There was also some interesting stuff on Page 9A showing race and gender as factors in the Democratic primaries. The most stunning - but not surprising, I suppose - statistic is this: Obama is getting 85% of the black male vote and 80% of the black female vote. And Tavist Smiley said on TV Tuesday that this race shows that black voters are no longer monolithic. In what universe??

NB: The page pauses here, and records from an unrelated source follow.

//
// Copyright 2018 yvt, all rights reserved.
//
// This source code is a part of Nightingales.
//
//! Deduplication of sampler descriptor tables.
//!
//! Bind groups referencing the same samplers in the same order share one
//! [`SamplerHeapCacheEntry`], and thus one staging allocation and one
//! shader-visible allocation per command list. Samplers are compared by
//! identity, not by their parameters.
//!
//! The cache holds only weak references. An entry removes itself from the
//! cache when the last bind group using it is dropped.
use parking_lot::Mutex;
use std::collections::HashMap;
use std::fmt;
use std::sync::{Arc, Weak};
use tracing::debug;

use super::shadervisible::{GpuDescriptorAllocation, ShaderVisibleDescriptorAllocator};
use super::staging::{CpuDescriptorAllocation, OwnedCpuAllocation, StagingBuckets};
use crate::native::{DescriptorHeapType, GpuDescriptorHandle, NativeDeviceRef};
use crate::sampler::SamplerRef;
use zangfx_common::{Result, Serial};

/// An ordered list of samplers, hashed and compared by sampler identity.
type SamplerKey = Arc<[SamplerRef]>;

pub struct SamplerHeapCache {
    device: NativeDeviceRef,
    allocators: StagingBuckets,
    cache: Mutex<HashMap<SamplerKey, Weak<SamplerHeapCacheEntry>>>,
}

impl fmt::Debug for SamplerHeapCache {
    fn fmt(&self, f: &mut fmt::Formatter<'_>) -> fmt::Result {
        f.debug_struct("SamplerHeapCache")
            .field("allocators", &self.allocators)
            .field("len", &self.len())
            .finish()
    }
}

impl SamplerHeapCache {
    /// Construct a `SamplerHeapCache` that allocates descriptors from
    /// `allocators`, which must be a set of `Sampler` staging allocators.
    pub fn new(device: &NativeDeviceRef, allocators: StagingBuckets) -> Arc<Self> {
        assert_eq!(allocators.ty(), DescriptorHeapType::Sampler);
        Arc::new(Self {
            device: device.clone(),
            allocators,
            cache: Mutex::new(HashMap::new()),
        })
    }

    pub fn allocators(&self) -> &StagingBuckets {
        &self.allocators
    }

    /// Return the entry for `samplers`, creating one if it does not exist
    /// yet.
    ///
    /// Fails only if the staging allocator cannot allocate a block
    /// (`OutOfSlabs`) or a native heap.
    pub fn get_or_create(self: &Arc<Self>, samplers: &[SamplerRef]) -> Result<Arc<SamplerHeapCacheEntry>> {
        let mut cache = self.cache.lock();

        if let Some(entry) = cache.get(samplers).and_then(Weak::upgrade) {
            return Ok(entry);
        }

        // Cache miss. Either there has never been an entry for this key, or
        // the entry is being dropped right now and will not remove the
        // replacement we are about to insert.
        let cpu_allocation = self.allocators.allocate(samplers.len() as u32)?;
        if let Some(ref allocation) = cpu_allocation {
            for (i, sampler) in samplers.iter().enumerate() {
                self.device
                    .create_sampler(sampler.desc(), allocation.offset_from(i as u32));
            }
        }

        let key: SamplerKey = samplers.into();
        let entry = Arc::new(SamplerHeapCacheEntry {
            samplers: key.clone(),
            cache: Arc::downgrade(self),
            device: self.device.clone(),
            cpu_allocation,
            gpu_allocation: Mutex::new(None),
        });
        cache.insert(key, Arc::downgrade(&entry));
        debug!(num_samplers = samplers.len(), "sampler cache miss");

        Ok(entry)
    }

    /// The number of live entries.
    pub fn len(&self) -> usize {
        self.cache
            .lock()
            .values()
            .filter(|entry| entry.strong_count() > 0)
            .count()
    }

    pub fn is_empty(&self) -> bool {
        self.len() == 0
    }
}

/// A sampler descriptor table shared by bind groups.
pub struct SamplerHeapCacheEntry {
    /// Also the key of this entry in the cache.
    samplers: SamplerKey,
    cache: Weak<SamplerHeapCache>,
    device: NativeDeviceRef,
    /// `None` iff `samplers` is empty.
    cpu_allocation: Option<OwnedCpuAllocation>,
    gpu_allocation: Mutex<Option<GpuDescriptorAllocation>>,
}

impl fmt::Debug for SamplerHeapCacheEntry {
    fn fmt(&self, f: &mut fmt::Formatter<'_>) -> fmt::Result {
        f.debug_struct("SamplerHeapCacheEntry")
            .field("samplers", &self.samplers)
            .field("cpu_allocation", &self.cpu_allocation)
            .field("gpu_allocation", &*self.gpu_allocation.lock())
            .finish()
    }
}

impl SamplerHeapCacheEntry {
    pub fn samplers(&self) -> &[SamplerRef] {
        &self.samplers
    }

    pub fn cpu_allocation(&self) -> Option<&CpuDescriptorAllocation> {
        self.cpu_allocation.as_ref().map(OwnedCpuAllocation::allocation)
    }

    /// The most recent shader-visible allocation. It may already be invalid.
    pub fn gpu_allocation(&self) -> Option<GpuDescriptorAllocation> {
        *self.gpu_allocation.lock()
    }

    pub fn base_gpu_descriptor(&self) -> Option<GpuDescriptorHandle> {
        self.gpu_allocation().map(|a| a.base_gpu_descriptor())
    }

    /// Make sure the table is present in `allocator`'s current heap for the
    /// command list `pending`, copying it there if needed.
    ///
    /// Returns `false` if `allocator` is full. The caller should switch heaps
    /// and try again.
    pub fn materialize(
        &self,
        pending: Serial,
        allocator: &mut ShaderVisibleDescriptorAllocator,
    ) -> bool {
        let cpu_allocation = match self.cpu_allocation {
            Some(ref x) => x,
            None => return true,
        };

        let mut gpu_allocation = self.gpu_allocation.lock();
        if let Some(ref existing) = *gpu_allocation {
            if allocator.is_allocation_still_valid(existing, pending) {
                return true;
            }
        }

        let count = self.samplers.len() as u32;
        let new_allocation = match allocator.allocate_gpu_descriptors(count, pending) {
            Some(x) => x,
            None => return false,
        };
        self.device.copy_descriptors(
            count,
            new_allocation.base_cpu_descriptor(),
            cpu_allocation.base_descriptor(),
            DescriptorHeapType::Sampler,
        );
        *gpu_allocation = Some(new_allocation);
        true
    }
}

impl Drop for SamplerHeapCacheEntry {
    fn drop(&mut self) {
        if let Some(cache) = self.cache.upgrade() {
            let mut map = cache.cache.lock();
            let is_self = map
                .get(&*self.samplers)
                .map_or(false, |weak| std::ptr::eq(weak.as_ptr(), self));
            if is_self {
                map.remove(&*self.samplers);
                debug!(num_samplers = self.samplers.len(), "sampler cache eviction");
            }
        }
        // `cpu_allocation` is released after the cache lock is gone
    }
}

I have to admit it. I think this is one of the things that bothers me most about the prospect of Obama in the White House. It just doesn't seem right to me that one group of people is voting so overwhelmingly for Obama, which in turn is making this race a lot closer than it would otherwise be, in my humble opinion. I mean, women are leaning toward Hillary but not anywhere near to this degree.

And I also worry about Obama's electability in a general election. Let's be honest. There are a lot of white voters out there who would have a very hard time with a black family in the White House (perhaps as evidenced in Massachusetts and the other big industrial states that have voted so far?). Especially with a president of the U.S.A. named Barack Hussein Obama.

What do you all think?


I think that it wasn't right that Bush got into office because one group of people (evangelicals) voted so overwhelmingly for him, which made the race a lot closer than it would have otherwise been. But I guess that's the nature of the political process in a Democracy.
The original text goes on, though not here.